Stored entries
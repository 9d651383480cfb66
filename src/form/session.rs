use std::sync::RwLock;

use serde::Serialize;

use super::bus::{self, EventBus, FormEvent};
use super::controller::{read_state, write_state};
use super::validation::{ErrorList, ErrorMap};

/// Error state carried by every `"error"` emission.
#[derive(Clone, Debug, Default, Eq, PartialEq, Serialize)]
pub struct ErrorSnapshot {
    pub fields: Option<ErrorMap>,
    pub custom: Vec<String>,
}

#[derive(Clone, Debug)]
struct SessionState {
    pristine: bool,
    pending: bool,
    errors: Option<ErrorMap>,
    custom_errors: Vec<String>,
    generation: u64,
}

impl Default for SessionState {
    fn default() -> Self {
        Self {
            pristine: true,
            pending: false,
            errors: None,
            custom_errors: Vec::new(),
            generation: 0,
        }
    }
}

/// Lifecycle state of one bound form.
///
/// Every mutator updates the state first and emits afterwards, with no lock held while
/// handlers run, so handlers may read the session they are notified about.
pub struct FormSession {
    state: RwLock<SessionState>,
    bus: EventBus,
}

impl FormSession {
    pub fn new(bus: EventBus) -> Self {
        Self {
            state: RwLock::new(SessionState::default()),
            bus,
        }
    }

    pub fn is_pristine(&self) -> bool {
        read_state(&self.state).pristine
    }

    pub fn is_dirty(&self) -> bool {
        !self.is_pristine()
    }

    pub fn is_pending(&self) -> bool {
        read_state(&self.state).pending
    }

    pub fn errors(&self) -> Option<ErrorMap> {
        read_state(&self.state).errors.clone()
    }

    pub fn field_errors(&self, name: &str) -> Option<ErrorList> {
        read_state(&self.state)
            .errors
            .as_ref()
            .and_then(|errors| errors.get(name).cloned())
    }

    pub fn custom_errors(&self) -> Vec<String> {
        read_state(&self.state).custom_errors.clone()
    }

    pub fn error_snapshot(&self) -> ErrorSnapshot {
        let state = read_state(&self.state);
        ErrorSnapshot {
            fields: state.errors.clone(),
            custom: state.custom_errors.clone(),
        }
    }

    /// Bumped by every reset; work started before a reset compares against it.
    pub fn generation(&self) -> u64 {
        read_state(&self.state).generation
    }

    /// Marks the session dirty. Emits `"dirty"` only on the pristine → dirty edge.
    pub fn mark_dirty(&self) -> bool {
        {
            let mut state = write_state(&self.state);
            if !state.pristine {
                return false;
            }
            state.pristine = false;
        }
        tracing::debug!("form session became dirty");
        self.bus.emit(bus::DIRTY, &FormEvent::Dirty(true));
        true
    }

    /// Marks the session pristine. Emits `"dirty"` only on the dirty → pristine edge.
    pub fn mark_pristine(&self) -> bool {
        {
            let mut state = write_state(&self.state);
            if state.pristine {
                return false;
            }
            state.pristine = true;
        }
        self.bus.emit(bus::DIRTY, &FormEvent::Dirty(false));
        true
    }

    pub fn set_pending(&self, pending: bool) {
        write_state(&self.state).pending = pending;
        tracing::debug!(pending, "form session pending changed");
        self.bus.emit(bus::PENDING, &FormEvent::Pending(pending));
    }

    /// Replaces the whole error map in one step and emits `"error"`.
    pub fn set_errors(&self, errors: Option<ErrorMap>) {
        write_state(&self.state).errors = errors.filter(|errors| !errors.is_empty());
        self.emit_errors();
    }

    /// Clears the error map; emits only if there was something to clear.
    pub fn clear_errors(&self) -> bool {
        if write_state(&self.state).errors.take().is_none() {
            return false;
        }
        self.emit_errors();
        true
    }

    /// Updates a single field's entry, leaving every other key untouched.
    pub fn set_field_errors(&self, name: &str, errors: Option<ErrorList>) {
        {
            let mut state = write_state(&self.state);
            match errors.filter(|errors| !errors.is_empty()) {
                Some(errors) => {
                    state
                        .errors
                        .get_or_insert_with(ErrorMap::new)
                        .insert(name.to_string(), errors);
                }
                None => {
                    if let Some(map) = state.errors.as_mut() {
                        map.remove(name);
                        if map.is_empty() {
                            state.errors = None;
                        }
                    }
                }
            }
        }
        self.emit_errors();
    }

    pub fn set_custom_errors(&self, errors: Vec<String>) {
        write_state(&self.state).custom_errors = errors;
        self.emit_errors();
    }

    pub fn push_custom_error(&self, error: impl Into<String>) {
        write_state(&self.state).custom_errors.push(error.into());
        self.emit_errors();
    }

    /// Clears custom errors without emitting.
    pub fn reset_custom_errors(&self) {
        write_state(&self.state).custom_errors.clear();
    }

    /// Back to `{pristine, not pending, no errors, no custom errors}`.
    ///
    /// Emits `"dirty"` and `"pending"` for the flags that actually changed, then `"reset"`.
    pub fn reset(&self) {
        let previous = {
            let mut state = write_state(&self.state);
            let generation = state.generation + 1;
            std::mem::replace(
                &mut *state,
                SessionState {
                    generation,
                    ..SessionState::default()
                },
            )
        };
        tracing::debug!(generation = previous.generation + 1, "form session reset");
        if !previous.pristine {
            self.bus.emit(bus::DIRTY, &FormEvent::Dirty(false));
        }
        if previous.pending {
            self.bus.emit(bus::PENDING, &FormEvent::Pending(false));
        }
        self.bus.emit(bus::RESET, &FormEvent::Reset);
    }

    fn emit_errors(&self) {
        let snapshot = self.error_snapshot();
        self.bus.emit(bus::ERROR, &FormEvent::Error(snapshot));
    }
}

Exercise instructions:
The entries are to be retyped in full, with no alteration.

Answer box:
repository 9d651383480cfb66
filename src/form/session.rs
use std::sync::RwLock;

use serde::Serialize;

use super::bus::{self, EventBus, FormEvent};
use super::controller::{read_state, write_state};
use super::validation::{ErrorList, ErrorMap};

/// Error state carried by every `"error"` emission.
#[derive(Clone, Debug, Default, Eq, PartialEq, Serialize)]
pub struct ErrorSnapshot {
    pub fields: Option<ErrorMap>,
    pub custom: Vec<String>,
}

#[derive(Clone, Debug)]
struct SessionState {
    pristine: bool,
    pending: bool,
    errors: Option<ErrorMap>,
    custom_errors: Vec<String>,
    generation: u64,
}

impl Default for SessionState {
    fn default() -> Self {
        Self {
            pristine: true,
            pending: false,
            errors: None,
            custom_errors: Vec::new(),
            generation: 0,
        }
    }
}

/// Lifecycle state of one bound form.
///
/// Every mutator updates the state first and emits afterwards, with no lock held while
/// handlers run, so handlers may read the session they are notified about.
pub struct FormSession {
    state: RwLock<SessionState>,
    bus: EventBus,
}

impl FormSession {
    pub fn new(bus: EventBus) -> Self {
        Self {
            state: RwLock::new(SessionState::default()),
            bus,
        }
    }

    pub fn is_pristine(&self) -> bool {
        read_state(&self.state).pristine
    }

    pub fn is_dirty(&self) -> bool {
        !self.is_pristine()
    }

    pub fn is_pending(&self) -> bool {
        read_state(&self.state).pending
    }

    pub fn errors(&self) -> Option<ErrorMap> {
        read_state(&self.state).errors.clone()
    }

    pub fn field_errors(&self, name: &str) -> Option<ErrorList> {
        read_state(&self.state)
            .errors
            .as_ref()
            .and_then(|errors| errors.get(name).cloned())
    }

    pub fn custom_errors(&self) -> Vec<String> {
        read_state(&self.state).custom_errors.clone()
    }

    pub fn error_snapshot(&self) -> ErrorSnapshot {
        let state = read_state(&self.state);
        ErrorSnapshot {
            fields: state.errors.clone(),
            custom: state.custom_errors.clone(),
        }
    }

    /// Bumped by every reset; work started before a reset compares against it.
    pub fn generation(&self) -> u64 {
        read_state(&self.state).generation
    }

    /// Marks the session dirty. Emits `"dirty"` only on the pristine → dirty edge.
    pub fn mark_dirty(&self) -> bool {
        {
            let mut state = write_state(&self.state);
            if !state.pristine {
                return false;
            }
            state.pristine = false;
        }
        tracing::debug!("form session became dirty");
        self.bus.emit(bus::DIRTY, &FormEvent::Dirty(true));
        true
    }

    /// Marks the session pristine. Emits `"dirty"` only on the dirty → pristine edge.
    pub fn mark_pristine(&self) -> bool {
        {
            let mut state = write_state(&self.state);
            if state.pristine {
                return false;
            }
            state.pristine = true;
        }
        self.bus.emit(bus::DIRTY, &FormEvent::Dirty(false));
        true
    }

    pub fn set_pending(&self, pending: bool) {
        write_state(&self.state).pending = pending;
        tracing::debug!(pending, "form session pending changed");
        self.bus.emit(bus::PENDING, &FormEvent::Pending(pending));
    }

    /// Replaces the whole error map in one step and emits `"error"`.
    pub fn set_errors(&self, errors: Option<ErrorMap>) {
        write_state(&self.state).errors = errors.filter(|errors| !errors.is_empty());
        self.emit_errors();
    }

    /// Clears the error map; emits only if there was something to clear.
    pub fn clear_errors(&self) -> bool {
        if write_state(&self.state).errors.take().is_none() {
            return false;
        }
        self.emit_errors();
        true
    }

    /// Updates a single field's entry, leaving every other key untouched.
    pub fn set_field_errors(&self, name: &str, errors: Option<ErrorList>) {
        {
            let mut state = write_state(&self.state);
            match errors.filter(|errors| !errors.is_empty()) {
                Some(errors) => {
                    state
                        .errors
                        .get_or_insert_with(ErrorMap::new)
                        .insert(name.to_string(), errors);
                }
                None => {
                    if let Some(map) = state.errors.as_mut() {
                        map.remove(name);
                        if map.is_empty() {
                            state.errors = None;
                        }
                    }
                }
            }
        }
        self.emit_errors();
    }

    pub fn set_custom_errors(&self, errors: Vec<String>) {
        write_state(&self.state).custom_errors = errors;
        self.emit_errors();
    }

    pub fn push_custom_error(&self, error: impl Into<String>) {
        write_state(&self.state).custom_errors.push(error.into());
        self.emit_errors();
    }

    /// Clears custom errors without emitting.
    pub fn reset_custom_errors(&self) {
        write_state(&self.state).custom_errors.clear();
    }

    /// Back to `{pristine, not pending, no errors, no custom errors}`.
    ///
    /// Emits `"dirty"` and `"pending"` for the flags that actually changed, then `"reset"`.
    pub fn reset(&self) {
        let previous = {
            let mut state = write_state(&self.state);
            let generation = state.generation + 1;
            std::mem::replace(
                &mut *state,
                SessionState {
                    generation,
                    ..SessionState::default()
                },
            )
        };
        tracing::debug!(generation = previous.generation + 1, "form session reset");
        if !previous.pristine {
            self.bus.emit(bus::DIRTY, &FormEvent::Dirty(false));
        }
        if previous.pending {
            self.bus.emit(bus::PENDING, &FormEvent::Pending(false));
        }
        self.bus.emit(bus::RESET, &FormEvent::Reset);
    }

    fn emit_errors(&self) {
        let snapshot = self.error_snapshot();
        self.bus.emit(bus::ERROR, &FormEvent::Error(snapshot));
    }
}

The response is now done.